Selamat Tinggal Jokowi

Hari ini perhatian Indonesia tertuju pada sosok sederhana dan sekilas terlihat culun: Jokowi. Kesederhanaan Jokowi terbukti menarik banyak warga yang kadung disebut sebagai relawan, mendukungnya menjadi Presiden RI Ketujuh. Keculunannya di mata para pembenci membuat proses pemilihan presiden menjadi ramai dan agak menegangkan. Maki-puji berbaur di bumi Indonesia. Dukungan dan hinaan melengkapi sebuah proses politik yang belum pernah terjadi selama aku menyaksikan Pemilu sejak zaman Orba.

Hari ini sosok yang didambakan dan dicibirkan akan diambil sumpahnya sebagai Presiden Republik Indonesia Ketujuh. Bagaimanapun secinta apa kalian terhadapnya, sesebal apa kalian membencinya, Jokowi adalah Presiden kita.

jokowipresidenHari ini telah berakhir 10 tahun kegalauan sebagai bangsa. Waktu yang cukup lama untuk sebuah perubahan yang tak mengerti dirinya sendiri. 10 tahun kebimbangan akibat jerat politik kepentingan. Jokowi sepantasnya belajar dari kebambangan kebimbangan itu. Ia harus lebih berani untuk tidak didikte oleh kepentingan Partai Politik, baik yang mengusung maupun yang mendukung. Kelemahan Jokowi terhadap ketidakbernuranian Parpol adalah pengkhianatan kepada relawan yang mendukungnya.

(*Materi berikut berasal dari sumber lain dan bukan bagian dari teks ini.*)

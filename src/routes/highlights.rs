//! # 하이라이트 라우트 핸들러
//!
//! ## 엔드포인트
//! | 메서드 | 경로 | 핸들러 |
//! |--------|------|--------|
//! | GET | /api/v1/highlights?q=...&tag_ids=... | `search_highlights` |
//! | POST | /api/v1/highlights | `create_highlight` |
//! | GET | /api/v1/highlights/{id} | `get_highlight` |
//! | PATCH | /api/v1/highlights/{id} | `update_highlight` |
//! | DELETE | /api/v1/highlights/{id} | `delete_highlight` |
//! | GET | /api/v1/highlights/{id}/tags | `get_highlight_tags` |
//! | GET | /api/v1/highlights/{id}/review | `get_review_card` |
//! | PATCH | /api/v1/highlights/{id}/review | `set_review_active` |
//!
//! 검색 조건은 쿼리 문자열로 받습니다 (`HighlightFilters` 참고).

use crate::{
    db,
    error::AppError,
    models::*,
    routes::AppState,
    services::{self, review_queue},
};
use axum::{
    extract::{Path, Query, State},
    http::StatusCode,
    Json,
};
use serde_json::{json, Value};

/// `GET /highlights` → `{ "highlights": [...] }`
pub async fn search_highlights(
    State(state): State<AppState>,
    Query(filters): Query<HighlightFilters>,
) -> Result<Json<Value>, AppError> {
    let highlights = db::search_highlights(&state.pool, &filters).await?;
    Ok(Json(json!({ "highlights": highlights })))
}

/// `POST /highlights` — 하이라이트와 복습 카드를 함께 만듭니다.
///
/// 첫 복습일은 서버 현지 날짜 기준 내일입니다.
pub async fn create_highlight(
    State(state): State<AppState>,
    Json(req): Json<CreateHighlightRequest>,
) -> Result<Json<Highlight>, AppError> {
    let highlight = db::create_highlight(&state.pool, &req, services::today()).await?;
    Ok(Json(highlight))
}

/// `GET /highlights/{id}`
pub async fn get_highlight(
    State(state): State<AppState>,
    Path(id): Path<String>,
) -> Result<Json<Highlight>, AppError> {
    let highlight = db::get_highlight(&state.pool, &id)
        .await?
        .ok_or_else(|| AppError::not_found("Highlight not found"))?;
    Ok(Json(highlight))
}

/// `PATCH /highlights/{id}`
pub async fn update_highlight(
    State(state): State<AppState>,
    Path(id): Path<String>,
    Json(req): Json<UpdateHighlightRequest>,
) -> Result<Json<Highlight>, AppError> {
    let highlight = db::update_highlight(&state.pool, &id, &req)
        .await?
        .ok_or_else(|| AppError::not_found("Highlight not found"))?;
    Ok(Json(highlight))
}

/// `DELETE /highlights/{id}` → `204 No Content`
pub async fn delete_highlight(
    State(state): State<AppState>,
    Path(id): Path<String>,
) -> Result<StatusCode, AppError> {
    if !db::delete_highlight(&state.pool, &id).await? {
        return Err(AppError::not_found("Highlight not found"));
    }
    tracing::info!(highlight_id = %id, "Highlight deleted");
    Ok(StatusCode::NO_CONTENT)
}

/// `GET /highlights/{id}/tags` → `{ "tags": [...] }`
pub async fn get_highlight_tags(
    State(state): State<AppState>,
    Path(id): Path<String>,
) -> Result<Json<Value>, AppError> {
    let highlight = db::get_highlight(&state.pool, &id)
        .await?
        .ok_or_else(|| AppError::not_found("Highlight not found"))?;
    Ok(Json(json!({ "tags": highlight.tags })))
}

/// `GET /highlights/{id}/review` → `{ "card": {...}, "history": [...] }`
pub async fn get_review_card(
    State(state): State<AppState>,
    Path(id): Path<String>,
) -> Result<Json<ReviewCardDetail>, AppError> {
    let detail = review_queue::get_review_card(&state.pool, &id).await?;
    Ok(Json(detail))
}

/// `PATCH /highlights/{id}/review` + `{ "is_active": false }`
pub async fn set_review_active(
    State(state): State<AppState>,
    Path(id): Path<String>,
    Json(req): Json<SetReviewActiveRequest>,
) -> Result<Json<ReviewCard>, AppError> {
    let card = review_queue::set_review_active(&state.pool, &id, req.is_active).await?;
    Ok(Json(card))
}
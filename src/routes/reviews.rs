//! # 복습(Review) 라우트 핸들러
//!
//! ## 엔드포인트
//! - `GET  /api/v1/reviews/due?limit=20`     → 오늘 복습할 하이라이트
//! - `POST /api/v1/reviews/{highlight_id}`   → 평가 제출 `{ "rating": 0..5 }`
//! - `GET  /api/v1/reviews/stats`            → 복습 통계
//!
//! "오늘"은 서버 현지 날짜입니다.

use crate::{
    error::AppError,
    models::*,
    routes::AppState,
    services::{self, review_queue},
};
use axum::{
    extract::{Path, Query, State},
    Json,
};
use serde_json::{json, Value};

/// `GET /reviews/due` → `{ "reviews": [...] }`
///
/// `limit`이 없으면 설정값(`REVIEW_BATCH_SIZE`)을 사용합니다.
pub async fn due_reviews(
    State(state): State<AppState>,
    Query(query): Query<DueReviewsQuery>,
) -> Result<Json<Value>, AppError> {
    let limit = query.limit.unwrap_or(state.review_batch_size);
    let reviews = review_queue::get_due_reviews(&state.pool, services::today(), limit).await?;
    Ok(Json(json!({ "reviews": reviews })))
}

/// `POST /reviews/{highlight_id}` → 새 스케줄
///
/// 503 응답(`retryable: true`)은 같은 요청을 그대로 다시 보내도 안전합니다.
pub async fn submit_review(
    State(state): State<AppState>,
    Path(highlight_id): Path<String>,
    Json(req): Json<SubmitReviewRequest>,
) -> Result<Json<ReviewOutcome>, AppError> {
    let outcome =
        review_queue::submit_review(&state.pool, &highlight_id, req.rating, services::today())
            .await?;
    Ok(Json(outcome))
}

/// `GET /reviews/stats`
pub async fn review_stats(State(state): State<AppState>) -> Result<Json<ReviewStats>, AppError> {
    let stats = review_queue::get_review_stats(&state.pool, services::today()).await?;
    Ok(Json(stats))
}
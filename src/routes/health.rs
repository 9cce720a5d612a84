//! # 헬스체크(Health Check) 핸들러
//!
//! ## 엔드포인트
//! - `GET /api/v1/health` → `{ "status": "ok" }`

use axum::Json;
use serde_json::{json, Value};

/// `GET /health` — 서버 상태를 확인합니다.
///
/// State가 필요 없고 실패하지 않으므로 `Result`를 쓰지 않습니다.
pub async fn health_check() -> Json<Value> {
    Json(json!({
        "status": "ok"
    }))
}
#[cfg(test)]
mod tests {
    use super::*;
    use crate::db::testing::*;

    async fn card_of(pool: &SqlitePool, highlight_id: &str) -> ReviewCard {
        get_review_card(pool, highlight_id).await.unwrap().card
    }

    fn assert_close(actual: f64, expected: f64) {
        assert!((actual - expected).abs() < 1e-9, "expected {expected}, got {actual}");
    }

    #[tokio::test]
    async fn full_review_lifecycle() {
        let pool = test_pool().await;
        let source = new_source(&pool, "Deep Work").await;
        let created = day("2026-03-01");
        let highlight = new_highlight(&pool, &source.id, "Clarity about what matters", created).await;

        // 새 카드: EF 2.5, 간격 0, 반복 0, 다음 날 복습
        let card = card_of(&pool, &highlight.id).await;
        assert_close(card.easiness_factor, 2.5);
        assert_eq!((card.interval_days, card.repetitions), (0, 0));
        assert_eq!(card.next_review_date, "2026-03-02");

        let first = submit_review(&pool, &highlight.id, 4, day("2026-03-02")).await.unwrap();
        assert_eq!((first.repetitions, first.interval_days), (1, 1));
        let second = submit_review(&pool, &highlight.id, 4, day("2026-03-03")).await.unwrap();
        assert_eq!((second.repetitions, second.interval_days), (2, 6));
        assert_eq!(second.next_review_date, "2026-03-09");

        // {2.5, 6, 2} + 4 → EF 2.5, 반복 3, 간격 15
        let third = submit_review(&pool, &highlight.id, 4, day("2026-03-09")).await.unwrap();
        assert_close(third.easiness_factor, 2.5);
        assert_eq!((third.repetitions, third.interval_days), (3, 15));
        assert_eq!(third.next_review_date, "2026-03-24");

        // {2.5, 15, 3} + 0 → EF 1.7, 반복 0, 간격 1
        let lapse = submit_review(&pool, &highlight.id, 0, day("2026-03-24")).await.unwrap();
        assert_close(lapse.easiness_factor, 1.7);
        assert_eq!((lapse.repetitions, lapse.interval_days), (0, 1));

        // 네 번 더 0점 → EF는 1.3에서 멈춤
        let mut last = lapse;
        for offset in 1..=4u64 {
            let on = day("2026-03-24").checked_add_days(Days::new(offset)).unwrap();
            last = submit_review(&pool, &highlight.id, 0, on).await.unwrap();
            assert_eq!(last.interval_days, 1);
            assert!(last.easiness_factor >= scheduler::MIN_EASINESS);
        }
        assert_close(last.easiness_factor, scheduler::MIN_EASINESS);

        let detail = get_review_card(&pool, &highlight.id).await.unwrap();
        assert_eq!(detail.history.len(), 8);
        assert_eq!(detail.history[0].rating, 0);
        assert_eq!(detail.history.last().unwrap().rating, 4);
        assert_close(detail.history[4].previous_easiness, 2.5);
    }

    #[tokio::test]
    async fn out_of_range_rating_changes_nothing() {
        let pool = test_pool().await;
        let source = new_source(&pool, "Book").await;
        let highlight = new_highlight(&pool, &source.id, "Stable", day("2026-03-01")).await;
        let before = card_of(&pool, &highlight.id).await;

        for bad in [-1, 6, 42] {
            match submit_review(&pool, &highlight.id, bad, day("2026-03-02")).await {
                Err(AppError::Validation { field, .. }) => assert_eq!(field, "rating"),
                other => panic!("expected validation error, got {other:?}"),
            }
        }

        assert_eq!(card_of(&pool, &highlight.id).await, before);
        assert!(get_review_card(&pool, &highlight.id).await.unwrap().history.is_empty());
    }

    #[tokio::test]
    async fn due_list_is_filtered_ordered_and_repeatable() {
        let pool = test_pool().await;
        let book = new_source(&pool, "Book").await;
        let older = new_highlight(&pool, &book.id, "older", day("2026-03-01")).await;
        let newer = new_highlight(&pool, &book.id, "newer", day("2026-03-05")).await;
        let paused = new_highlight(&pool, &book.id, "paused", day("2026-03-01")).await;
        new_highlight(&pool, &book.id, "tomorrow", day("2026-03-10")).await;
        set_review_active(&pool, &paused.id, false).await.unwrap();

        let today = day("2026-03-10");
        let first = get_due_reviews(&pool, today, 20).await.unwrap();
        let ids: Vec<&str> = first.iter().map(|d| d.highlight.id.as_str()).collect();
        assert_eq!(ids, vec![older.id.as_str(), newer.id.as_str()]);
        assert_eq!(first[0].source_title, "Book");
        assert_eq!(first[0].source_type, SourceType::Book);

        let second = get_due_reviews(&pool, today, 20).await.unwrap();
        let again: Vec<&str> = second.iter().map(|d| d.highlight.id.as_str()).collect();
        assert_eq!(ids, again);

        assert_eq!(get_due_reviews(&pool, today, 1).await.unwrap().len(), 1);
        assert!(get_due_reviews(&pool, today, 0).await.unwrap().is_empty());

        // 평가하면 미래로 밀려나 목록에서 빠집니다.
        submit_review(&pool, &older.id, 5, today).await.unwrap();
        let after = get_due_reviews(&pool, today, 20).await.unwrap();
        assert_eq!(after.len(), 1);
        assert_eq!(after[0].highlight.id, newer.id);
    }

    #[tokio::test]
    async fn empty_store_has_nothing_due() {
        let pool = test_pool().await;
        assert!(get_due_reviews(&pool, day("2026-03-10"), 20).await.unwrap().is_empty());
        assert_eq!(
            get_review_stats(&pool, day("2026-03-10")).await.unwrap(),
            ReviewStats::default()
        );
    }

    #[tokio::test]
    async fn inactive_card_rejects_submission_until_reactivated() {
        let pool = test_pool().await;
        let source = new_source(&pool, "Book").await;
        let highlight = new_highlight(&pool, &source.id, "Paused", day("2026-03-01")).await;

        let card = set_review_active(&pool, &highlight.id, false).await.unwrap();
        assert!(!card.is_active);
        assert!(matches!(
            submit_review(&pool, &highlight.id, 4, day("2026-03-02")).await,
            Err(AppError::NotFound(_))
        ));

        set_review_active(&pool, &highlight.id, true).await.unwrap();
        assert!(submit_review(&pool, &highlight.id, 4, day("2026-03-02")).await.is_ok());
    }

    #[tokio::test]
    async fn unknown_highlight_and_missing_card_are_distinct() {
        let pool = test_pool().await;
        let source = new_source(&pool, "Book").await;
        let highlight = new_highlight(&pool, &source.id, "Orphaned", day("2026-03-01")).await;

        match submit_review(&pool, "nope", 4, day("2026-03-02")).await {
            Err(AppError::NotFound(message)) => assert_eq!(message, "Highlight not found"),
            other => panic!("expected not found, got {other:?}"),
        }

        sqlx::query("DELETE FROM review_cards WHERE highlight_id = ?")
            .bind(&highlight.id)
            .execute(&pool)
            .await
            .unwrap();
        assert!(matches!(
            submit_review(&pool, &highlight.id, 4, day("2026-03-02")).await,
            Err(AppError::ReviewCardMissing(_))
        ));
    }

    #[tokio::test]
    async fn corrupted_card_is_frozen() {
        let pool = test_pool().await;
        let source = new_source(&pool, "Book").await;
        let highlight = new_highlight(&pool, &source.id, "Broken", day("2026-03-01")).await;

        sqlx::query("UPDATE review_cards SET interval_days = -3, repetitions = 2 WHERE highlight_id = ?")
            .bind(&highlight.id)
            .execute(&pool)
            .await
            .unwrap();

        assert!(matches!(
            submit_review(&pool, &highlight.id, 4, day("2026-03-02")).await,
            Err(AppError::Consistency(_))
        ));

        let card = card_of(&pool, &highlight.id).await;
        assert!(!card.is_active);
        assert_eq!(card.interval_days, -3);
        assert!(get_due_reviews(&pool, day("2026-03-10"), 20).await.unwrap().is_empty());
        assert!(matches!(
            submit_review(&pool, &highlight.id, 4, day("2026-03-02")).await,
            Err(AppError::NotFound(_))
        ));
    }

    #[tokio::test]
    async fn long_run_of_perfect_ratings_keeps_card_active() {
        let pool = test_pool().await;
        let source = new_source(&pool, "Book").await;
        let highlight = new_highlight(&pool, &source.id, "Well known", day("2026-03-01")).await;

        // 같은 날 5점을 계속 제출해도 간격만 상한에 머무르고 카드는 살아 있습니다.
        let today = day("2026-03-02");
        let mut last = None;
        for _ in 0..30 {
            last = Some(submit_review(&pool, &highlight.id, 5, today).await.unwrap());
        }
        let last = last.unwrap();
        assert_eq!(last.repetitions, 30);
        assert_eq!(last.interval_days, scheduler::MAX_INTERVAL_DAYS);
        assert_eq!(last.next_review_date, "2126-02-06");

        let card = card_of(&pool, &highlight.id).await;
        assert!(card.is_active);
        assert_eq!(card.interval_days, scheduler::MAX_INTERVAL_DAYS);
    }

    #[tokio::test]
    async fn stats_count_windows_and_streak() {
        let pool = test_pool().await;
        let source = new_source(&pool, "Book").await;
        let a = new_highlight(&pool, &source.id, "a", day("2026-02-20")).await;
        let b = new_highlight(&pool, &source.id, "b", day("2026-02-20")).await;
        let c = new_highlight(&pool, &source.id, "c", day("2026-03-11")).await;

        // 2026-03-12는 목요일. 이번 주는 03-09(월)부터, 이번 달은 03-01부터
        let today = day("2026-03-12");
        submit_review(&pool, &a.id, 5, day("2026-02-28")).await.unwrap();
        submit_review(&pool, &b.id, 2, day("2026-03-02")).await.unwrap();
        submit_review(&pool, &b.id, 4, day("2026-03-10")).await.unwrap();
        submit_review(&pool, &a.id, 3, day("2026-03-11")).await.unwrap();
        submit_review(&pool, &c.id, 1, today).await.unwrap();

        let stats = get_review_stats(&pool, today).await.unwrap();
        assert_eq!(stats.reviewed_today, 1);
        assert_eq!(stats.reviewed_this_week, 3);
        assert_eq!(stats.reviewed_this_month, 4);
        assert_eq!(stats.total_highlights_with_reviews, 3);
        assert_eq!(stats.current_streak, 3);
        // a: 2.6 → 2.46, b: 2.18 → 2.18, c: 1.96
        assert_close(stats.average_easiness_factor, 2.2);
        // b와 c는 간격 1일 → 03-11, 03-13 / a는 2회차 → 6일 뒤(03-17)
        assert_eq!(stats.due_today, 1);
        assert_eq!(stats.due_this_week, 3);
    }

    #[test]
    fn streak_walks_back_from_today() {
        let today = day("2026-03-12");
        let days = |list: &[&str]| list.iter().map(|d| day(d)).collect::<Vec<_>>();

        assert_eq!(current_streak(&[], today), 0);
        assert_eq!(current_streak(&days(&["2026-03-12"]), today), 1);
        assert_eq!(
            current_streak(&days(&["2026-03-12", "2026-03-11", "2026-03-10", "2026-03-08"]), today),
            3
        );
        // 오늘 아직 복습하지 않아도 어제까지의 기록은 유지
        assert_eq!(current_streak(&days(&["2026-03-11", "2026-03-10"]), today), 2);
        assert_eq!(current_streak(&days(&["2026-03-10", "2026-03-09"]), today), 0);
    }

    #[test]
    fn calendar_windows() {
        assert_eq!(week_start(day("2026-03-12")), day("2026-03-09"));
        assert_eq!(week_start(day("2026-03-09")), day("2026-03-09"));
        assert_eq!(week_start(day("2026-03-01")), day("2026-02-23"));
        assert_eq!(month_start(day("2026-03-12")), day("2026-03-01"));
    }
}
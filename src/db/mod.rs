//! # 데이터베이스 접근 계층 (Data Access Layer)
//!
//! 데이터베이스와 직접 상호작용하는 함수들을 모아둔 모듈입니다.
//! 라우트 핸들러(routes/)와 서비스(services/)에서 이 모듈의 함수를 호출하여 DB 작업을 수행합니다.
//!
//! 각 하위 모듈:
//! - `sources`: 읽을거리 CRUD와 읽기 진행 상태
//! - `highlights`: 하이라이트 CRUD (복습 카드 생성 포함)
//! - `search`: 하이라이트 조건 검색 (FTS5 + 필터)
//! - `tags`: 태그 CRUD 및 하이라이트-태그 관계 쿼리
//! - `reviews`: 복습 카드, 복습 기록, 통계 쿼리

pub mod highlights;
pub mod reviews;
pub mod search;
pub mod sources;
pub mod tags;

// 하위 모듈의 모든 공개 함수를 재공개(re-export)하여
// `crate::db::get_highlight`처럼 바로 접근할 수 있게 합니다.
pub use highlights::*;
pub use reviews::*;
pub use search::*;
pub use sources::*;
pub use tags::*;

use crate::config::Config;
use sqlx::sqlite::{SqliteConnectOptions, SqliteJournalMode, SqlitePoolOptions};
use sqlx::SqlitePool;
use std::str::FromStr;

/// SQL에서 현재 UTC 시각을 ISO 8601 문자열로 만드는 식
pub const NOW_SQL: &str = "strftime('%Y-%m-%dT%H:%M:%fZ', 'now')";

/// 설정값으로 SQLite 연결 풀을 만듭니다.
///
/// - WAL 모드: 읽기와 쓰기가 서로를 막지 않습니다.
/// - `busy_timeout`: 다른 트랜잭션이 쓰기 잠금을 잡고 있을 때 기다리는 시간
/// - `acquire_timeout`: 풀에서 연결을 빌리지 못하면 `PoolTimedOut`(→ 503, 재시도 가능)
/// - `foreign_keys`: ON DELETE CASCADE가 동작하려면 반드시 켜야 합니다.
pub async fn connect(config: &Config) -> Result<SqlitePool, sqlx::Error> {
    let options = SqliteConnectOptions::from_str(&config.database_url)?
        .create_if_missing(true)
        .journal_mode(SqliteJournalMode::Wal)
        .busy_timeout(config.db_busy_timeout)
        .foreign_keys(true);

    SqlitePoolOptions::new()
        .max_connections(config.db_max_connections)
        .acquire_timeout(config.db_acquire_timeout)
        .connect_with(options)
        .await
}

/// `./migrations` 폴더의 마이그레이션 중 아직 실행되지 않은 것을 순서대로 실행합니다.
///
/// sqlx::migrate!는 컴파일 타임에 SQL 파일들을 바이너리에 포함시키는 매크로입니다.
pub async fn migrate(pool: &SqlitePool) -> Result<(), sqlx::migrate::MigrateError> {
    sqlx::migrate!("./migrations").run(pool).await
}
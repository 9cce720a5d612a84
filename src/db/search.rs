//! # 하이라이트 검색 모듈
//!
//! 전문검색(FTS5)과 여러 조건 필터를 하나의 동적 쿼리로 조합합니다.
//!
//! ## FTS5 외부 콘텐츠 테이블
//! `highlights_fts`는 `content='highlights'`로 생성되어 검색 인덱스만 관리하고,
//! 원본 텍스트는 `highlights` 테이블에서 읽습니다.
//! 인덱스는 마이그레이션의 트리거(INSERT/UPDATE/DELETE)가 자동으로 동기화합니다.
//!
//! ## 조건 조합
//! ```sql
//! SELECT ... FROM highlights h JOIN sources s ON s.id = h.source_id
//! WHERE 1 = 1
//!   AND h.rowid IN (SELECT rowid FROM highlights_fts WHERE highlights_fts MATCH ?)
//!   AND h.source_id IN (?, ?)
//!   AND EXISTS (SELECT 1 FROM highlight_tags ... )   -- 태그마다 하나씩
//!   AND h.is_archived = 0
//! ORDER BY h.highlighted_at DESC, h.id DESC
//! LIMIT ? OFFSET ?
//! ```
//! 모든 조건은 AND로 결합됩니다.

use crate::db::{self, highlights::HIGHLIGHT_COLUMNS};
use crate::error::AppError;
use crate::models::*;
use sqlx::{QueryBuilder, Sqlite, SqlitePool};

pub const DEFAULT_SEARCH_LIMIT: i64 = 50;
pub const MAX_SEARCH_LIMIT: i64 = 200;

/// 검색어를 FTS5 MATCH 식으로 바꿉니다.
///
/// 공백으로 나눈 단어마다 큰따옴표로 감싸 AND로 연결합니다.
/// 사용자가 입력한 `OR`, `*`, `-` 같은 FTS5 연산자는 일반 글자로 취급됩니다.
///
/// `"memory palace"` → `"memory" AND "palace"`
pub fn fts_query(q: &str) -> Option<String> {
    let terms: Vec<String> = q
        .split_whitespace()
        .map(|term| format!("\"{}\"", term.replace('"', "\"\"")))
        .collect();

    if terms.is_empty() {
        None
    } else {
        Some(terms.join(" AND "))
    }
}

/// 조건에 맞는 하이라이트를 최신순으로 검색합니다.
pub async fn search_highlights(
    pool: &SqlitePool,
    filters: &HighlightFilters,
) -> Result<Vec<Highlight>, AppError> {
    let mut query = QueryBuilder::<Sqlite>::new(format!(
        "SELECT {HIGHLIGHT_COLUMNS} FROM highlights h JOIN sources s ON s.id = h.source_id WHERE 1 = 1"
    ));

    if let Some(matcher) = filters.q.as_deref().and_then(fts_query) {
        query
            .push(" AND h.rowid IN (SELECT rowid FROM highlights_fts WHERE highlights_fts MATCH ")
            .push_bind(matcher)
            .push(")");
    }

    if let Some(source_id) = &filters.source_id {
        query.push(" AND h.source_id = ").push_bind(source_id.clone());
    }

    let source_ids = split_csv(filters.source_ids.as_deref());
    if !source_ids.is_empty() {
        query.push(" AND h.source_id IN (");
        let mut ids = query.separated(", ");
        for id in source_ids {
            ids.push_bind(id);
        }
        ids.push_unseparated(")");
    }

    if let Some(source_type) = filters.source_type {
        query.push(" AND s.source_type = ").push_bind(source_type);
    }

    match filters.has_notes {
        Some(true) => {
            query.push(" AND h.note IS NOT NULL AND trim(h.note) <> ''");
        }
        Some(false) => {
            query.push(" AND (h.note IS NULL OR trim(h.note) = '')");
        }
        None => {}
    }

    // highlighted_at은 "YYYY-MM-DDTHH:MM:SS.sssZ" 형식이므로 앞 10글자가 날짜입니다.
    if let Some(from) = filters.from {
        query
            .push(" AND substr(h.highlighted_at, 1, 10) >= ")
            .push_bind(from.format("%Y-%m-%d").to_string());
    }
    if let Some(to) = filters.to {
        query
            .push(" AND substr(h.highlighted_at, 1, 10) <= ")
            .push_bind(to.format("%Y-%m-%d").to_string());
    }

    // 나열한 태그를 모두 가진 하이라이트만 (태그마다 EXISTS 하나)
    for tag_id in split_csv(filters.tag_ids.as_deref()) {
        query
            .push(" AND EXISTS (SELECT 1 FROM highlight_tags ht WHERE ht.highlight_id = h.id AND ht.tag_id = ")
            .push_bind(tag_id)
            .push(")");
    }
    for name in split_csv(filters.tags.as_deref()) {
        query
            .push(
                " AND EXISTS (SELECT 1 FROM highlight_tags ht JOIN tags t ON t.id = ht.tag_id \
                 WHERE ht.highlight_id = h.id AND t.name = ",
            )
            .push_bind(name)
            .push(" COLLATE NOCASE)");
    }

    if let Some(is_favorite) = filters.is_favorite {
        query.push(" AND h.is_favorite = ").push_bind(is_favorite);
    }
    if !filters.include_archived.unwrap_or(false) {
        query.push(" AND h.is_archived = 0");
    }

    let limit = filters
        .limit
        .unwrap_or(DEFAULT_SEARCH_LIMIT)
        .clamp(1, MAX_SEARCH_LIMIT);
    let offset = filters.offset.unwrap_or(0).max(0);
    query
        .push(" ORDER BY h.highlighted_at DESC, h.id DESC LIMIT ")
        .push_bind(limit)
        .push(" OFFSET ")
        .push_bind(offset);

    let mut conn = pool.acquire().await?;
    let rows: Vec<HighlightRow> = query.build_query_as().fetch_all(&mut *conn).await?;

    let ids: Vec<String> = rows.iter().map(|row| row.id.clone()).collect();
    let mut tags = db::tags_for_highlights(&mut conn, &ids).await?;

    Ok(rows
        .into_iter()
        .map(|row| {
            let row_tags = tags.remove(&row.id).unwrap_or_default();
            row.into_highlight(row_tags)
        })
        .collect())
}

/// 특정 읽을거리의 하이라이트 목록 (보관된 것 포함, 최신순)
///
/// 한 페이지는 최대 200개입니다. `limit`이 없으면 한 번에 최대치를 돌려주고,
/// 그보다 많으면 `offset`으로 넘겨 가며 읽습니다.
pub async fn list_source_highlights(
    pool: &SqlitePool,
    source_id: &str,
    page: &PageQuery,
) -> Result<Vec<Highlight>, AppError> {
    let filters = HighlightFilters {
        source_id: Some(source_id.to_string()),
        include_archived: Some(true),
        limit: Some(page.limit.unwrap_or(MAX_SEARCH_LIMIT)),
        offset: page.offset,
        ..Default::default()
    };
    search_highlights(pool, &filters).await
}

Hari ini adalah saatnya Indonesia merayakan presiden yang memilih rakyatnya, bukan memilih kepentingan Partai Politik yang selama ini hanya bisa menyebar candu kekuasaan yang memabukkan. Partai politik yang tak pernah mengagendakan perubahan mendasar atas nasib rakyatnya. Partai Politik yang hanya memikirkan jatah tak tergantikan maupun jatah turun temurun untuk kursi kenyal kekuasaan maupun parlemen.

Hari ini Jokowi akan terus meminta agar para relawan tetap melingkarinya. Berdiri bersama untuk membangun bersama. Bagi beberapa relawan mungkin ini tawaran tulus yang menarik karena memiliki akses mulus terhadap pemegang kuasa. Tetapi relawan tetaplah relawan. Mereka bukan orang parpol yang terdidik untuk mendekat ketika bisa menjilat dan menjauh jika lidahnya terancam melepuh. Relawan tetaplah relawan, yang keberadaannya tak bisa diperhitungkan dalam kalkulasi kekuasaan. Relawan hanya dapat menjadi penjaga moral agar pemerintah bekerja normal. Relawan bukan tameng melindungi diri dari musuh politik yang mendominasi parlemen. Jika relawan hanya menjadi tameng, ketika tameng koyak bisa saja relawan berubah menjadi re- lawan!

Hari ini aku berharap agar para relawan tak besar kepala. Karena itu aku lebih suka menanggalkan sebutan sebagai relawan. Lebih baik kembali menjadi rakyat biasa saja. Kembali mencangkul sawah sambil berharap keadilan penguasa segera tiba. Kembali menjadi buruh pabrik yang tetap melawan ketika cukong memeras darahnya. Lebih baik kembali sebagai rakyat yang menyembuhkan lukanya sendiri, yang selalu siap membakar istana jika penghuninya tak becus mendistribusikan kekayaan hasil kerja bangsa.

Hari ini sebagai relawan, kunyatakan # selamat tinggal, Jokowi. Sebagai rakyat biasa, kamu ucapkan selamat bekerja! Kami pun bekerja di sini.